Resume¶

A failed or interrupted run can be resumed from the point of failure. Already-succeeded tasks are skipped and their registered variables are restored — no re-work.

Basic Usage¶

wf resume <run-id>

To find the run ID:

wf runs --status failed --limit 5

What Happens During Resume¶

Reload the workflow TOML — the current file on disk is re-parsed. If the file has changed since the original run, the new version is used.
Restore the ContextMap — variable snapshots stored in the database are replayed. Each variable is restored to its most recent snapshot value. Downstream tasks will see the same {{.varname}} values they would have seen in the original run.
Pre-mark succeeded tasks — every task that reached success in the original run is immediately marked NodeStateSuccess. The executor skips these tasks entirely.
Re-run remaining tasks — failed, cancelled, and pending tasks are executed using the same level-parallel logic (or the mode specified with --parallel / --work-stealing).

Execution Mode on Resume¶

By default, wf resume uses the same execution mode as the original run. You can override:

wf resume <run-id> --parallel
wf resume <run-id> --work-stealing --max-parallel 8

Variable Restoration¶

Variable snapshots are written to the database each time a task completes. On resume, the most recent snapshot for each variable is loaded. This means:

Variables registered by tasks that already succeeded are available to resumed tasks
If the original run partially registered a variable (task started but crashed), the last snapshot before the crash is used
Runtime --var values from the original run are not automatically re-applied — pass them again if needed:

wf resume <run-id> --var TARGET_ENV=production

Forensic Task Behaviour on Resume¶

Forensic tasks (tasks with type = "forensic") are not re-run during resume unless the specific task they are assigned to fails again during the resumed execution.

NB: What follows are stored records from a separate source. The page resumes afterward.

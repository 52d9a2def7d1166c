//! Access policy engine.
//!
//! The only writer of visitor access status. Every transition is expressed as
//! a mutator run inside one atomic store update, so the status flip, the
//! category history entry and the ban record change commit together.
//!
//! ```text
//!            ban                      recategorize (a -> b, a != b)
//!   active ───────────▶ banned ◀─────────────┐
//!      ▲                  │ └─────────────────┘
//!      └──────────────────┘
//!            unban
//! ```

use std::{fmt, sync::Arc};

use chrono::{DateTime, Utc};
use futures::{StreamExt, stream};
use parking_lot::Mutex;
use serde::{Deserialize, Serialize};
use tracing::{info, instrument, warn};
use vigil_store::{
    BanRecordChange, Mutation, StoreGateway, UpsertOutcome, VisitorPage, VisitorQuery, VisitorWrite,
};
use vigil_types::{
    AdminId, BanCategory, BanCategoryHistoryEntry, BanRecord, CategoryChangeKind, PublicStatus,
    Result, StatusChangeEvent, TransitionKind, VigilError, Visitor, VisitorId, VisitorStatus,
    audit::{AuditAction, AuditEvent, AuditResource},
    config::{PolicyConfig, ValidationConfig},
    validation::{validate_admin_id, validate_optional_text, validate_required_text},
};

use crate::{
    audit::{self, AuditLogger, NullAuditLogger},
    category::{BanAdvice, effective_category},
};

fn null_audit() -> Arc<dyn AuditLogger> {
    Arc::new(NullAuditLogger)
}

fn not_found(id: VisitorId) -> VigilError {
    VigilError::VisitorNotFound { id: id.to_string() }
}

fn status_label(visitor: &Visitor) -> String {
    match visitor.ban_category {
        Some(category) if visitor.is_banned() => format!("banned ({category})"),
        _ => visitor.status.to_string(),
    }
}

fn rejected(visitor: &Visitor, kind: TransitionKind) -> VigilError {
    VigilError::InvalidTransition { id: visitor.id.to_string(), kind, current: status_label(visitor) }
}

/// Request to ban one visitor.
#[derive(Debug, Clone, PartialEq, Eq, bon::Builder)]
pub struct BanRequest {
    /// Visitor to ban.
    pub visitor_id: VisitorId,
    /// Ban reason shown to the visitor.
    #[builder(into)]
    pub reason: String,
    /// Free-text detail when the reason is a preset.
    #[builder(into)]
    pub custom_reason: Option<String>,
    /// Category. When absent the reason dictionary decides, falling back to `normal`.
    pub category: Option<BanCategory>,
    /// Administrator issuing the ban.
    #[builder(into)]
    pub admin_id: AdminId,
}

/// Result of a single-visitor transition.
#[derive(Debug, Clone, PartialEq, Eq)]
pub enum PolicyOutcome {
    /// The transition was committed.
    Applied {
        /// Visitor after the transition.
        visitor: Visitor,
        /// Status flip published to watchers, if the transition flipped status.
        event: Option<StatusChangeEvent>,
    },
    /// The request was already satisfied; nothing was written.
    Unchanged {
        /// Current visitor.
        visitor: Visitor,
        /// Advisory message for the administrator.
        warning: String,
    },
}

impl PolicyOutcome {
    /// Visitor after the call.
    #[must_use]
    pub fn visitor(&self) -> &Visitor {
        match self {
            Self::Applied { visitor, .. } | Self::Unchanged { visitor, .. } => visitor,
        }
    }

    /// Returns true if a write was committed.
    #[must_use]
    pub fn is_applied(&self) -> bool {
        matches!(self, Self::Applied { .. })
    }
}

/// What [`AccessPolicy::reconcile`] repaired.
#[derive(Debug, Clone, Copy, PartialEq, Eq, Serialize)]
#[serde(rename_all = "snake_case", tag = "outcome")]
pub enum ReconcileOutcome {
    /// Status and ban records already agreed.
    Consistent,
    /// A banned visitor had no single active record; one was opened.
    OpenedRecord,
    /// An active visitor had active records; they were closed.
    ClosedRecords {
        /// Records closed.
        count: usize,
    },
}

/// Bulk action kinds.
#[derive(Debug, Clone, Copy, PartialEq, Eq, Serialize, Deserialize)]
#[serde(rename_all = "snake_case")]
pub enum BulkAction {
    /// Ban every listed visitor.
    Ban,
    /// Unban every listed visitor.
    Unban,
    /// Purge every listed visitor.
    Delete,
}

impl BulkAction {
    /// Returns a stable lowercase label.
    #[must_use]
    pub const fn as_str(self) -> &'static str {
        match self {
            Self::Ban => "ban",
            Self::Unban => "unban",
            Self::Delete => "delete",
        }
    }
}

impl fmt::Display for BulkAction {
    fn fmt(&self, f: &mut fmt::Formatter<'_>) -> fmt::Result {
        f.write_str(self.as_str())
    }
}

/// Request to apply one action to many visitors.
///
/// Ids are kept as raw strings so a malformed id fails only its own item.
#[derive(Debug, Clone, PartialEq, Eq, bon::Builder)]
pub struct BulkRequest {
    /// Action to apply.
    pub action: BulkAction,
    /// Target visitor ids.
    pub visitor_ids: Vec<String>,
    /// Ban reason. Required for [`BulkAction::Ban`].
    #[builder(into)]
    pub reason: Option<String>,
    /// Ban category. Defaults to the reason suggestion.
    pub category: Option<BanCategory>,
    /// Administrator issuing the action.
    #[builder(into)]
    pub admin_id: AdminId,
}

/// Per-id outcome of a successful bulk item.
#[derive(Debug, Clone, Copy, PartialEq, Eq, Serialize)]
#[serde(rename_all = "snake_case")]
pub enum BulkItemOutcome {
    /// The action was committed.
    Applied,
    /// The visitor already satisfied the action.
    Unchanged,
}

/// Result for one id of a bulk request.
#[derive(Debug, Clone)]
pub struct BulkItemResult {
    /// The id as submitted.
    pub visitor_id: String,
    /// Outcome or the error that stopped this id.
    pub result: Result<BulkItemOutcome>,
}

impl BulkItemResult {
    /// Returns true if this id succeeded.
    #[must_use]
    pub fn success(&self) -> bool {
        self.result.is_ok()
    }
}

/// Structured result of a bulk request, one entry per submitted id in order.
#[derive(Debug, Clone)]
pub struct BulkReport {
    /// Action applied.
    pub action: BulkAction,
    /// Per-id results.
    pub results: Vec<BulkItemResult>,
}

impl BulkReport {
    /// Number of ids that succeeded.
    #[must_use]
    pub fn succeeded(&self) -> usize {
        self.results.iter().filter(|r| r.success()).count()
    }

    /// Number of ids that failed.
    #[must_use]
    pub fn failed(&self) -> usize {
        self.results.len() - self.succeeded()
    }

    /// Returns true if some but not all ids failed.
    #[must_use]
    pub fn is_partial_failure(&self) -> bool {
        self.failed() > 0 && self.succeeded() > 0
    }
}
//! Shared test utilities for Vigil crates.
//!
//! This crate provides common test helpers to reduce boilerplate across test modules:
//!
//! - [`TestDir`] - Managed temporary directory with path helpers
//! - [`assert_eventually`] - Poll a condition until it's true or timeout
//! - [`test_gateway_config`] - Fast store gateway configuration for tests
//! - [`test_notifier_config`] - Fast status notifier configuration for tests
//! - [`strategies`] - Proptest generators for domain values

#![deny(unsafe_code)]
// Test utilities are allowed to use unwrap for simplicity
#![cfg_attr(test, allow(clippy::disallowed_methods))]

mod test_dir;
pub use test_dir::TestDir;

mod assertions;
pub use assertions::assert_eventually;

mod config;
pub use config::{test_gateway_config, test_notifier_config, test_retry_policy};

pub mod strategies;

#[cfg(test)]
#[allow(clippy::unwrap_used, clippy::expect_used)]
mod tests {
    use std::{
        sync::atomic::{AtomicUsize, Ordering},
        time::Duration,
    };

    use super::*;

    // ============================================
    // TestDir tests
    // ============================================

    #[test]
    fn test_dir_write_file_lands_inside_directory() {
        let dir = TestDir::new();
        let path = dir.write_file("vigil.toml", "[gateway]\n");
        assert!(path.starts_with(dir.path()));
        assert_eq!(std::fs::read_to_string(path).expect("read back"), "[gateway]\n");
    }

    #[test]
    fn test_dir_path_string_matches_join() {
        let dir = TestDir::new();
        let joined = dir.join("audit.jsonl");
        assert_eq!(dir.path_string("audit.jsonl"), joined.to_string_lossy());
    }

    #[test]
    fn test_dir_cleanup_on_drop() {
        let path = {
            let dir = TestDir::new();
            let p = dir.path().to_path_buf();
            std::fs::write(p.join("file.txt"), "data").expect("write file");
            assert!(p.exists());
            p
        };
        assert!(!path.exists(), "temp directory should be cleaned up on drop");
    }

    // ============================================
    // assert_eventually tests
    // ============================================

    #[tokio::test]
    async fn test_assert_eventually_immediate_success() {
        let result = assert_eventually(Duration::from_millis(100), || true).await;
        assert!(result, "immediately true condition should succeed");
    }

    #[tokio::test]
    async fn test_assert_eventually_delayed_success() {
        // Condition becomes true after a few iterations
        let counter = AtomicUsize::new(0);
        let result = assert_eventually(Duration::from_millis(500), || {
            let val = counter.fetch_add(1, Ordering::SeqCst);
            val >= 3 // Becomes true on 4th call
        })
        .await;
        assert!(result, "condition should eventually become true");
        assert!(counter.load(Ordering::SeqCst) >= 4);
    }

    #[tokio::test]
    async fn test_assert_eventually_timeout() {
        let result = assert_eventually(Duration::from_millis(50), || false).await;
        assert!(!result, "never-true condition should timeout");
    }

    #[tokio::test]
    async fn test_assert_eventually_with_state() {
        use std::sync::{Arc, Mutex};

        // Simulate async state change
        let state = Arc::new(Mutex::new(0));
        let state_clone = state.clone();

        tokio::spawn(async move {
            tokio::time::sleep(Duration::from_millis(50)).await;
            *state_clone.lock().unwrap() = 42;
        });

        let result =
            assert_eventually(Duration::from_millis(200), || *state.lock().unwrap() == 42).await;
        assert!(result, "should detect state change");
    }

    // ============================================
    // Config helper tests
    // ============================================

    #[test]
    fn test_gateway_config_is_valid_and_fast() {
        let config = test_gateway_config();
        assert!(config.validate().is_ok());
        assert!(config.operation_timeout < Duration::from_secs(1));
        assert_eq!(config.retry.jitter, 0.0, "test retries should be deterministic");
    }

    #[test]
    fn test_notifier_config_is_valid_and_fast() {
        let config = test_notifier_config();
        assert!(config.validate().is_ok());
        assert!(config.reconnect_delay < config.liveness_interval);
    }

    // ============================================
    // Strategy smoke tests
    // ============================================

    proptest::proptest! {
        #[test]
        fn test_arb_reason_is_never_blank(reason in strategies::arb_reason()) {
            proptest::prop_assert!(!reason.trim().is_empty());
        }
    }
}
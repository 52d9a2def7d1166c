//! Audit logging for administrator actions.
//!
//! Provides a trait-based audit logger with a file-based implementation that
//! writes JSON Lines (one JSON object per line) to disk with durable writes
//! and log rotation.
//!
//! # Architecture
//!
//! - [`AuditLogger`] trait defines the interface for pluggable backends
//! - [`FileAuditLogger`] writes to disk with `fsync` for durability
//! - [`MemoryAuditLogger`] keeps events in memory for embedding and inspection
//! - [`NullAuditLogger`] is a no-op for when audit logging is disabled
//!
//! # Failure Policy
//!
//! Audit events are emitted after the store commit. A failed audit write is
//! logged at `error` and never rolls back the transition it describes.
//!
//! # Log Rotation
//!
//! When the active log exceeds the configured size limit, it is rotated:
//! `audit.jsonl` → `audit.jsonl.1` → `audit.jsonl.2` → ... → deleted.

use std::{
    fs::{self, File, OpenOptions},
    io::Write,
    path::{Path, PathBuf},
    sync::Arc,
};

use parking_lot::Mutex;
use snafu::{ResultExt, Snafu};
use vigil_types::{audit::AuditEvent, config::AuditConfig};

/// Audit logger trait for pluggable audit backends.
pub trait AuditLogger: Send + Sync {
    /// Log an audit event.
    ///
    /// Returns an error if the event cannot be persisted.
    fn log(&self, event: &AuditEvent) -> Result<(), AuditError>;
}

/// No-op audit logger for when audit logging is disabled.
pub struct NullAuditLogger;

impl AuditLogger for NullAuditLogger {
    fn log(&self, _event: &AuditEvent) -> Result<(), AuditError> {
        Ok(())
    }
}

/// Audit logger that keeps every event in memory.
#[derive(Default)]
pub struct MemoryAuditLogger {
    events: Mutex<Vec<AuditEvent>>,
}

impl MemoryAuditLogger {
    /// Creates an empty logger.
    #[must_use]
    pub fn new() -> Self {
        Self::default()
    }

    /// Returns a copy of the events logged so far.
    pub fn events(&self) -> Vec<AuditEvent> {
        self.events.lock().clone()
    }
}

impl AuditLogger for MemoryAuditLogger {
    fn log(&self, event: &AuditEvent) -> Result<(), AuditError> {
        self.events.lock().push(event.clone());
        Ok(())
    }
}

/// File-based audit logger with durable writes and log rotation.
///
/// # Thread Safety
///
/// The logger is protected by a mutex. Writes and rotations are serialized
/// to prevent data corruption and keep events in emission order.
pub struct FileAuditLogger {
    inner: Mutex<FileAuditLoggerInner>,
    config: AuditConfig,
}

struct FileAuditLoggerInner {
    file: File,
    bytes_written: u64,
}

impl FileAuditLogger {
    /// Creates a new file-based audit logger.
    ///
    /// Opens (or creates) the log file at the configured path. If the file
    /// already exists, new events are appended.
    ///
    /// # Errors
    ///
    /// Returns [`AuditError::Io`] if the file cannot be opened or created.
    pub fn new(config: AuditConfig) -> Result<Self, AuditError> {
        let path = Path::new(&config.path);

        if let Some(parent) = path.parent()
            && !parent.as_os_str().is_empty()
            && !parent.exists()
        {
            fs::create_dir_all(parent).context(IoSnafu { path: config.path.clone() })?;
        }

        let file = OpenOptions::new()
            .create(true)
            .append(true)
            .open(path)
            .context(IoSnafu { path: config.path.clone() })?;

        let bytes_written = file.metadata().context(IoSnafu { path: config.path.clone() })?.len();

        Ok(Self { inner: Mutex::new(FileAuditLoggerInner { file, bytes_written }), config })
    }

    fn rotate(&self, inner: &mut FileAuditLoggerInner) -> Result<(), AuditError> {
        let path = PathBuf::from(&self.config.path);

        let oldest = format!("{}.{}", self.config.path, self.config.max_rotated_files);
        let _ = fs::remove_file(&oldest);

        for i in (1..self.config.max_rotated_files).rev() {
            let from = format!("{}.{}", self.config.path, i);
            let to = format!("{}.{}", self.config.path, i + 1);
            if Path::new(&from).exists() {
                fs::rename(&from, &to).context(IoSnafu { path: from })?;
            }
        }

        let rotated = format!("{}.1", self.config.path);
        fs::rename(&path, &rotated).context(IoSnafu { path: self.config.path.clone() })?;

        inner.file = OpenOptions::new()
            .create(true)
            .append(true)
            .open(&path)
            .context(IoSnafu { path: self.config.path.clone() })?;
        inner.bytes_written = 0;

        Ok(())
    }

    /// Returns the current file size in bytes.
    pub fn bytes_written(&self) -> u64 {
        self.inner.lock().bytes_written
    }
}

impl AuditLogger for FileAuditLogger {
    fn log(&self, event: &AuditEvent) -> Result<(), AuditError> {
        let mut line =
            serde_json::to_vec(event).context(SerializationSnafu { event_id: &event.event_id })?;
        line.push(b'\n');

        let mut inner = self.inner.lock();

        if inner.bytes_written > 0
            && inner.bytes_written + line.len() as u64 > self.config.max_file_size_bytes
        {
            self.rotate(&mut inner)?;
        }

        inner.file.write_all(&line).context(IoSnafu { path: &self.config.path })?;
        inner.file.sync_data().context(IoSnafu { path: &self.config.path })?;
        inner.bytes_written += line.len() as u64;

        Ok(())
    }
}

/// Creates an audit logger based on configuration.
///
/// Returns a [`FileAuditLogger`] when auditing is enabled, otherwise a
/// [`NullAuditLogger`].
///
/// # Errors
///
/// Returns [`AuditError::Io`] if the log file cannot be opened.
pub fn create_audit_logger(config: &AuditConfig) -> Result<Arc<dyn AuditLogger>, AuditError> {
    if config.enabled {
        Ok(Arc::new(FileAuditLogger::new(config.clone())?))
    } else {
        Ok(Arc::new(NullAuditLogger))
    }
}

/// Writes an event, logging instead of propagating any failure.
pub(crate) fn emit(logger: &dyn AuditLogger, event: AuditEvent) {
    if let Err(err) = logger.log(&event) {
        tracing::error!(
            action = event.action.as_str(),
            event_id = %event.event_id,
            error = %err,
            "failed to write audit event"
        );
    }
}

/// Audit logging error.
#[derive(Debug, Snafu)]
pub enum AuditError {
    /// I/O error during audit log write or rotation.
    #[snafu(display("Audit I/O error for {path}: {source}"))]
    Io {
        /// Path that caused the error.
        path: String,
        /// Underlying I/O error.
        source: std::io::Error,
    },
    /// Serialization error when encoding audit event.
    #[snafu(display("Failed to serialize audit event {event_id}: {source}"))]
    Serialization {
        /// Event ID that failed to serialize.
        event_id: String,
        /// Underlying serialization error.
        source: serde_json::Error,
    },
}

#[cfg(test)]
#[allow(clippy::unwrap_used, clippy::expect_used)]
mod tests {
    use vigil_test_utils::TestDir;
    use vigil_types::{
        VisitorId,
        audit::{AuditAction, AuditResource},
    };

    use super::*;

    fn test_event(action: AuditAction) -> AuditEvent {
        AuditEvent::success("admin1", action, AuditResource::visitor(VisitorId::generate()))
            .with_reason("spam")
    }

    fn test_config(dir: &TestDir, max_file_size_bytes: u64) -> AuditConfig {
        AuditConfig {
            enabled: true,
            path: dir.path_string("logs/audit.jsonl"),
            max_file_size_bytes,
            max_rotated_files: 2,
        }
    }

    #[test]
    fn test_null_audit_logger_always_succeeds() {
        assert!(NullAuditLogger.log(&test_event(AuditAction::Ban)).is_ok());
    }

    #[test]
    fn test_memory_audit_logger_keeps_order() {
        let logger = MemoryAuditLogger::new();
        logger.log(&test_event(AuditAction::Ban)).unwrap();
        logger.log(&test_event(AuditAction::Unban)).unwrap();
        let actions: Vec<_> = logger.events().into_iter().map(|e| e.action).collect();
        assert_eq!(actions, vec![AuditAction::Ban, AuditAction::Unban]);
    }

    #[test]
    fn test_file_audit_logger_writes_json_lines() {
        let dir = TestDir::new();
        let config = test_config(&dir, 100 * 1024 * 1024);
        let logger = FileAuditLogger::new(config.clone()).expect("create logger");

        logger.log(&test_event(AuditAction::Ban)).expect("log event");
        logger.log(&test_event(AuditAction::Unban)).expect("log event");

        let content = fs::read_to_string(&config.path).unwrap();
        let lines: Vec<&str> = content.lines().collect();
        assert_eq!(lines.len(), 2);
        let first: AuditEvent = serde_json::from_str(lines[0]).unwrap();
        assert_eq!(first.action, AuditAction::Ban);
        assert_eq!(logger.bytes_written(), content.len() as u64);
    }

    #[test]
    fn test_file_audit_logger_appends_to_existing_file() {
        let dir = TestDir::new();
        let config = test_config(&dir, 100 * 1024 * 1024);
        FileAuditLogger::new(config.clone()).unwrap().log(&test_event(AuditAction::Ban)).unwrap();

        let reopened = FileAuditLogger::new(config.clone()).unwrap();
        assert!(reopened.bytes_written() > 0);
        reopened.log(&test_event(AuditAction::Unban)).unwrap();
        assert_eq!(fs::read_to_string(&config.path).unwrap().lines().count(), 2);
    }

    #[test]
    fn test_file_audit_logger_rotates_when_full() {
        let dir = TestDir::new();
        // Rotation size below one event forces a rotation on every write after the first.
        let config = test_config(&dir, 16);
        let logger = FileAuditLogger::new(config.clone()).unwrap();

        for _ in 0..4 {
            logger.log(&test_event(AuditAction::Recategorize)).unwrap();
        }

        assert!(Path::new(&format!("{}.1", config.path)).exists());
        assert!(Path::new(&format!("{}.2", config.path)).exists());
        assert!(!Path::new(&format!("{}.3", config.path)).exists());
        assert_eq!(fs::read_to_string(&config.path).unwrap().lines().count(), 1);
    }

    #[test]
    fn test_create_audit_logger_respects_enabled_flag() {
        let dir = TestDir::new();
        let mut config = test_config(&dir, 1024 * 1024);
        config.enabled = false;
        create_audit_logger(&config).unwrap().log(&test_event(AuditAction::Ban)).unwrap();
        assert!(!Path::new(&config.path).exists());

        config.enabled = true;
        create_audit_logger(&config).unwrap().log(&test_event(AuditAction::Ban)).unwrap();
        assert!(Path::new(&config.path).exists());
    }
}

When Resume is Not Appropriate¶

Situation	Recommendation
The workflow definition changed in a breaking way (renamed tasks, changed deps)	Start a fresh run instead
Side effects from already-completed tasks need to be undone	Implement a rollback workflow and run it separately
The failure was in infrastructure (DB down, disk full) and is now fixed	Resume is appropriate — the task will retry against the restored infra

Resume and the Database¶

The resume operation reads from and writes to the same run record. The run status transitions from failed → resuming → success (or back to failed).

A resumed run creates new task_execution records for re-run tasks (with an incremented attempt counter) while keeping the original records for reference.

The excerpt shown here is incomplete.